Some stuff you say is insightful, like:

The psychic damage caused to the "victims" of such attacks is usually profound, and I think that such damage ripples out and causes even more damage in the wider community, stopping creative social dynamics, and causing stagnation, apathy, despair and hopelessness.


Baha'i Warrior wrote:But one problem I see with your argument is that you are engaging in a part-to-whole fallacy.



There is no part-to-whole fallacy, except perhaps in your overly active imagination.

I have discussed a long pattern of dysfunctional tendencies that I have seen in a variety of communities. I never claimed that I understand every single Baha'i community on the planet, and it is an absurdity for you to try to put words in my mouth and build a "straw man" argument to (presumably) deflect people's attention from the underlying reality that the pattern of dysfunctional tendencies exists in many Baha'i communities, and is probably something inherent in the current degenerate/fundamentalist form of Baha'i culture.


Baha'i Warrior wrote:Despite the fact that the Writings (e.g. Shoghi Effendi) many times state that the Baha'i Faith is in a state of infancy, developing, you attribute seeming mistakes made by certain Baha'is (or groups such as those you call the "Baha'i left") to the whole community, and try to make out Baha'u'llah's Faith as some kind of failure.


Again, this is a egregious misrepresentation of my many detailed statements.

You have conflated the community/administration with the Faith.

That is a typical "tactic" used by Baha'i conformists/censors.


Baha'i Warrior wrote:Personally I cringe at terms such as "Baha'i left."


The reality is that the Universal House of Justice has severely criticised the people what I call the "Baha'i left" for being "partisan".

Do you actually know anything about any of that? If so, what do you know?

Do you know that there is an organized petition that protests the (so called) "boycott" of Kalimat Press by the US NSA?


Baha'i Warrior wrote:There is no Right/Left, just as the Baha'i Faith is not broken up into sects nor will it ever be.


Again, you are engaged in egregious misrepresentations. I never said anything about "sects".

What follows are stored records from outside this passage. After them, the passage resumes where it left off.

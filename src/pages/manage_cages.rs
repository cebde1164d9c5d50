//! Cage management page: table, create/edit dialog, delete confirmation.
//!
//! SYSTEM CONTEXT
//! ==============
//! The page owns the screen and notification signals and runs every REST call
//! in a local task. State changes go through the `begin_*`/`finish_*` halves
//! of [`CageScreen`] so no signal is borrowed across an `.await`.

use leptos::prelude::*;

use crate::components::cage_form_dialog::CageFormDialog;
use crate::components::cage_table::CageTable;
use crate::components::confirm_dialog::ConfirmDialog;
use crate::components::toast_stack::ToastStack;
use crate::config::ApiConfig;
use crate::state::notify::Notifications;
use crate::sync::CageScreen;

/// Run `f` against the screen with the notification gateway alongside it.
fn with_screen<R>(
    screen: RwSignal<CageScreen>,
    notices: RwSignal<Notifications>,
    f: impl FnOnce(&mut CageScreen, &mut Notifications) -> R,
) -> Option<R> {
    let mut result = None;
    notices.update(|n| result = screen.try_update(|s| f(s, n)));
    result
}

#[cfg(feature = "hydrate")]
async fn refresh_list(screen: RwSignal<CageScreen>, api: &crate::net::api::HttpCageApi) {
    use crate::net::api::CageApi;

    let Some(ticket) = screen.try_update(CageScreen::begin_refresh) else {
        return;
    };
    let result = api.list_cages().await;
    screen.update(|s| {
        s.finish_refresh(ticket, result);
    });
}

/// Cage management page.
#[component]
pub fn ManageCagesPage() -> impl IntoView {
    let config = ApiConfig::from_env_or_default();
    let notices = RwSignal::new(Notifications::with_life_ms(config.notification_life_ms));
    let config = StoredValue::new(config);
    let screen = RwSignal::new(CageScreen::default());
    #[cfg(not(feature = "hydrate"))]
    let _ = config;

    #[cfg(feature = "hydrate")]
    {
        leptos::task::spawn_local(async move {
            let Some(ticket) = screen.try_update(CageScreen::begin_load) else {
                return;
            };
            let api = crate::net::api::HttpCageApi::new(&config.get_value());
            let outcome = crate::sync::fetch_screen_data(&api).await;
            with_screen(screen, notices, |s, n| s.finish_load(ticket, outcome, n));
        });
    }

    let on_add = Callback::new(move |()| screen.update(CageScreen::open_create));
    let on_edit = Callback::new(move |id: i64| {
        let opened = screen.try_update(|s| s.open_edit(id)).unwrap_or(false);
        if !opened {
            leptos::logging::warn!("edit requested for unlisted cage id={id}");
        }
    });
    let on_delete = Callback::new(move |id: i64| screen.update(|s| s.request_delete(id)));
    let on_cancel_form = Callback::new(move |()| screen.update(CageScreen::close_form));

    let on_refresh = Callback::new(move |()| {
        #[cfg(feature = "hydrate")]
        {
            leptos::task::spawn_local(async move {
                let api = crate::net::api::HttpCageApi::new(&config.get_value());
                refresh_list(screen, &api).await;
            });
        }
    });

    let on_submit = Callback::new(move |()| {
        let Some(Ok(request)) = with_screen(screen, notices, |s, n| s.begin_submit(n)) else {
            return;
        };
        #[cfg(feature = "hydrate")]
        {
            leptos::task::spawn_local(async move {
                let api = crate::net::api::HttpCageApi::new(&config.get_value());
                let result = request.send(&api).await;
                let refresh = with_screen(screen, notices, |s, n| s.finish_submit(&request, result, n)).unwrap_or(false);
                if refresh {
                    refresh_list(screen, &api).await;
                }
            });
        }
        #[cfg(not(feature = "hydrate"))]
        let _ = request;
    });

    let on_confirm = Callback::new(move |()| {
        let Some(Some(action)) = screen.try_update(CageScreen::take_confirmed) else {
            return;
        };
        #[cfg(feature = "hydrate")]
        {
            leptos::task::spawn_local(async move {
                let api = crate::net::api::HttpCageApi::new(&config.get_value());
                let result = action.run(&api).await;
                let refresh = with_screen(screen, notices, |s, n| s.finish_action(action, result, n)).unwrap_or(false);
                if refresh {
                    refresh_list(screen, &api).await;
                }
            });
        }
        #[cfg(not(feature = "hydrate"))]
        let _ = action;
    });

    view! {
        <div class="manage-cages-page">
            <ToastStack notices=notices/>
            <div class="manage-cages-page__body">
                <h1 class="manage-cages-page__title">"Cage Management"</h1>
                <CageTable
                    screen=screen
                    on_add=on_add
                    on_edit=on_edit
                    on_delete=on_delete
                    on_refresh=on_refresh
                />
            </div>
            <Show when=move || screen.with(|s| s.form.is_open())>
                <CageFormDialog screen=screen on_submit=on_submit on_cancel=on_cancel_form/>
            </Show>
            <ConfirmDialog screen=screen on_confirm=on_confirm/>
        </div>
    }
}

There are both "liberal" and "conservative" elements of the Baha'i community/culture. There are a large, and increasingly organized number of ex-Baha'is, most of them liberal, some very radicalized feminists, post-modernists, etc.

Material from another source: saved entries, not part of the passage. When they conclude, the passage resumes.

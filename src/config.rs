//! Backend location and notification timing, resolved from the environment.
//!
//! SYSTEM CONTEXT
//! ==============
//! Browser builds have no process environment, so `CAGE_API_BASE_URL` is also
//! read at compile time. Runtime values win when present (native tests, SSR).

#[cfg(test)]
#[path = "config_test.rs"]
mod config_test;

pub const DEFAULT_API_BASE_URL: &str = "http://localhost:8081/api/v1";
pub const DEFAULT_NOTIFICATION_LIFE_MS: u32 = 3000;

const BASE_URL_VAR: &str = "CAGE_API_BASE_URL";
const LIFE_MS_VAR: &str = "CAGE_TOAST_LIFE_MS";

/// Errors raised while resolving [`ApiConfig`].
#[derive(Debug, Clone, PartialEq, Eq, thiserror::Error)]
pub enum ConfigError {
    #[error("invalid CAGE_API_BASE_URL '{0}': expected an http:// or https:// URL")]
    InvalidBaseUrl(String),

    #[error("invalid CAGE_TOAST_LIFE_MS '{0}': expected a positive number of milliseconds")]
    InvalidLifetime(String),
}

/// Resource-client configuration.
#[derive(Debug, Clone, PartialEq, Eq)]
pub struct ApiConfig {
    /// API root without a trailing slash, e.g. `http://localhost:8081/api/v1`.
    pub base_url: String,
    /// How long a toast stays visible before it is dismissed.
    pub notification_life_ms: u32,
}

impl Default for ApiConfig {
    fn default() -> Self {
        Self { base_url: DEFAULT_API_BASE_URL.to_owned(), notification_life_ms: DEFAULT_NOTIFICATION_LIFE_MS }
    }
}

impl ApiConfig {
    /// Build config from environment variables.
    ///
    /// Optional:
    /// - `CAGE_API_BASE_URL`: runtime value, else the value baked in at build
    ///   time, else [`DEFAULT_API_BASE_URL`]
    /// - `CAGE_TOAST_LIFE_MS`: default 3000
    ///
    /// # Errors
    ///
    /// Returns a [`ConfigError`] when a value is present but malformed.
    pub fn from_env() -> Result<Self, ConfigError> {
        let base_url = std::env::var(BASE_URL_VAR)
            .ok()
            .or_else(|| option_env!("CAGE_API_BASE_URL").map(str::to_owned));
        let life_ms = std::env::var(LIFE_MS_VAR)
            .ok()
            .or_else(|| option_env!("CAGE_TOAST_LIFE_MS").map(str::to_owned));
        Self::from_values(base_url.as_deref(), life_ms.as_deref())
    }

    /// Build config from raw optional values; `None` or blank selects the default.
    ///
    /// # Errors
    ///
    /// Returns a [`ConfigError`] when a value is present but malformed.
    pub fn from_values(base_url: Option<&str>, life_ms: Option<&str>) -> Result<Self, ConfigError> {
        let base_url = parse_base_url(base_url)?;
        let notification_life_ms = parse_life_ms(life_ms)?;
        Ok(Self { base_url, notification_life_ms })
    }

    /// Like [`ApiConfig::from_env`], falling back to defaults on a malformed value.
    pub fn from_env_or_default() -> Self {
        Self::from_env().unwrap_or_else(|e| {
            leptos::logging::warn!("config: {e}; using defaults");
            Self::default()
        })
    }
}

fn parse_base_url(raw: Option<&str>) -> Result<String, ConfigError> {
    let Some(raw) = raw.map(str::trim).filter(|v| !v.is_empty()) else {
        return Ok(DEFAULT_API_BASE_URL.to_owned());
    };
    if !(raw.starts_with("http://") || raw.starts_with("https://")) {
        return Err(ConfigError::InvalidBaseUrl(raw.to_owned()));
    }
    let trimmed = raw.trim_end_matches('/');
    if trimmed.ends_with(':') || trimmed.ends_with("//") {
        return Err(ConfigError::InvalidBaseUrl(raw.to_owned()));
    }
    Ok(trimmed.to_owned())
}

fn parse_life_ms(raw: Option<&str>) -> Result<u32, ConfigError> {
    let Some(raw) = raw.map(str::trim).filter(|v| !v.is_empty()) else {
        return Ok(DEFAULT_NOTIFICATION_LIFE_MS);
    };
    match raw.parse::<u32>() {
        Ok(ms) if ms > 0 => Ok(ms),
        _ => Err(ConfigError::InvalidLifetime(raw.to_owned())),
    }
}
use super::*;

fn cage(id: i64, name: &str, area: Option<&str>, description: &str, max_quantity: i64) -> Cage {
    Cage {
        id,
        name: name.to_owned(),
        description: description.to_owned(),
        max_quantity,
        area_id: area.map(|_| 1),
        area_name: area.map(str::to_owned),
    }
}

// =============================================================
// MatchMode
// =============================================================

#[test]
fn match_mode_is_case_insensitive() {
    assert!(MatchMode::Contains.matches("Big Cat Enclosure", "cat"));
    assert!(MatchMode::StartsWith.matches("Big Cat Enclosure", "BIG"));
    assert!(MatchMode::Equals.matches("Aviary", "aviary"));
}

#[test]
fn match_mode_distinguishes_position() {
    assert!(!MatchMode::StartsWith.matches("Big Cat", "cat"));
    assert!(!MatchMode::Equals.matches("Aviary 2", "aviary"));
}

// =============================================================
// FilterState
// =============================================================

#[test]
fn default_filter_has_inactive_name_constraint() {
    let filter = FilterState::default();
    assert_eq!(filter.global, None);
    assert_eq!(filter.columns.len(), 1);
    assert_eq!(filter.columns[0].column, CageColumn::Name);
    assert_eq!(filter.columns[0].mode, MatchMode::StartsWith);
    assert!(!filter.is_active());
}

#[test]
fn global_filter_searches_every_display_field() {
    let mut filter = FilterState::default();
    let by_area = cage(1, "Pen", Some("Savanna"), "", 3);
    let by_description = cage(2, "Pen", None, "near the savanna gate", 3);
    let by_quantity = cage(3, "Pen", None, "", 125);
    let miss = cage(4, "Pen", Some("Arctic"), "cold", 4);

    filter.set_global("SAVANNA");
    assert!(filter.matches(&by_area));
    assert!(filter.matches(&by_description));
    assert!(!filter.matches(&miss));

    filter.set_global("12");
    assert!(filter.matches(&by_quantity));
    assert!(!filter.matches(&miss));
}

#[test]
fn blank_global_filter_clears_predicate() {
    let mut filter = FilterState::default();
    filter.set_global("pen");
    assert!(filter.is_active());
    filter.set_global("   ");
    assert_eq!(filter.global, None);
    assert!(filter.matches(&cage(1, "anything", None, "", 1)));
}

#[test]
fn column_constraint_uses_its_match_mode() {
    let mut filter = FilterState::default();
    filter.set_column(CageColumn::Name, "big");
    assert!(filter.matches(&cage(1, "Big Cat", None, "", 1)));
    assert!(!filter.matches(&cage(2, "The Big Cat", None, "", 1)));
}

#[test]
fn new_column_constraint_defaults_to_contains_and_ands_with_global() {
    let mut filter = FilterState::default();
    filter.set_column(CageColumn::Area, "zone");
    filter.set_global("cat");
    assert_eq!(filter.columns.len(), 2);
    assert!(filter.matches(&cage(1, "Cat", Some("Zone 1"), "", 1)));
    assert!(!filter.matches(&cage(2, "Cat", Some("North"), "", 1)));
    assert!(!filter.matches(&cage(3, "Dog", Some("Zone 1"), "", 1)));
}

#[test]
fn column_headers_match_table_labels() {
    let headers: Vec<_> = CageColumn::ALL.iter().map(|c| c.header()).collect();
    assert_eq!(headers, ["Cage Name", "Area", "Description", "Max Quantity"]);
}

Baha'i Warrior wrote:You must not forget this, Eric: Baha'is vary in their understanding of the Writings.


In spite of your pompous/condescending tone, I've always know that quite well.

Baha'i Warrior wrote:Some have never read past the Hidden Words or Ruhi books. Many times, in fact, confusion arises because some Baha'is simply have not read the scriptures (at least relevant ones).


Yes, a lot of Baha'is are confused. Which has little or nothing to do with what I'm saying.

Baha'i Warrior wrote:
Again, going back to your quote:

The psychic damage caused to the "victims" of such attacks is usually profound, and I think that such damage ripples out and causes even more damage in the wider community, stopping creative social dynamics, and causing stagnation, apathy, despair and hopelessness.



Yes. Please note that you have been completely unwilling to consider a wife variety of other pertinent points in this discussion. You have been unwilling to critise the many vile misrepresentations and accusations that have been made against me in various threads. You have refused to address specific points.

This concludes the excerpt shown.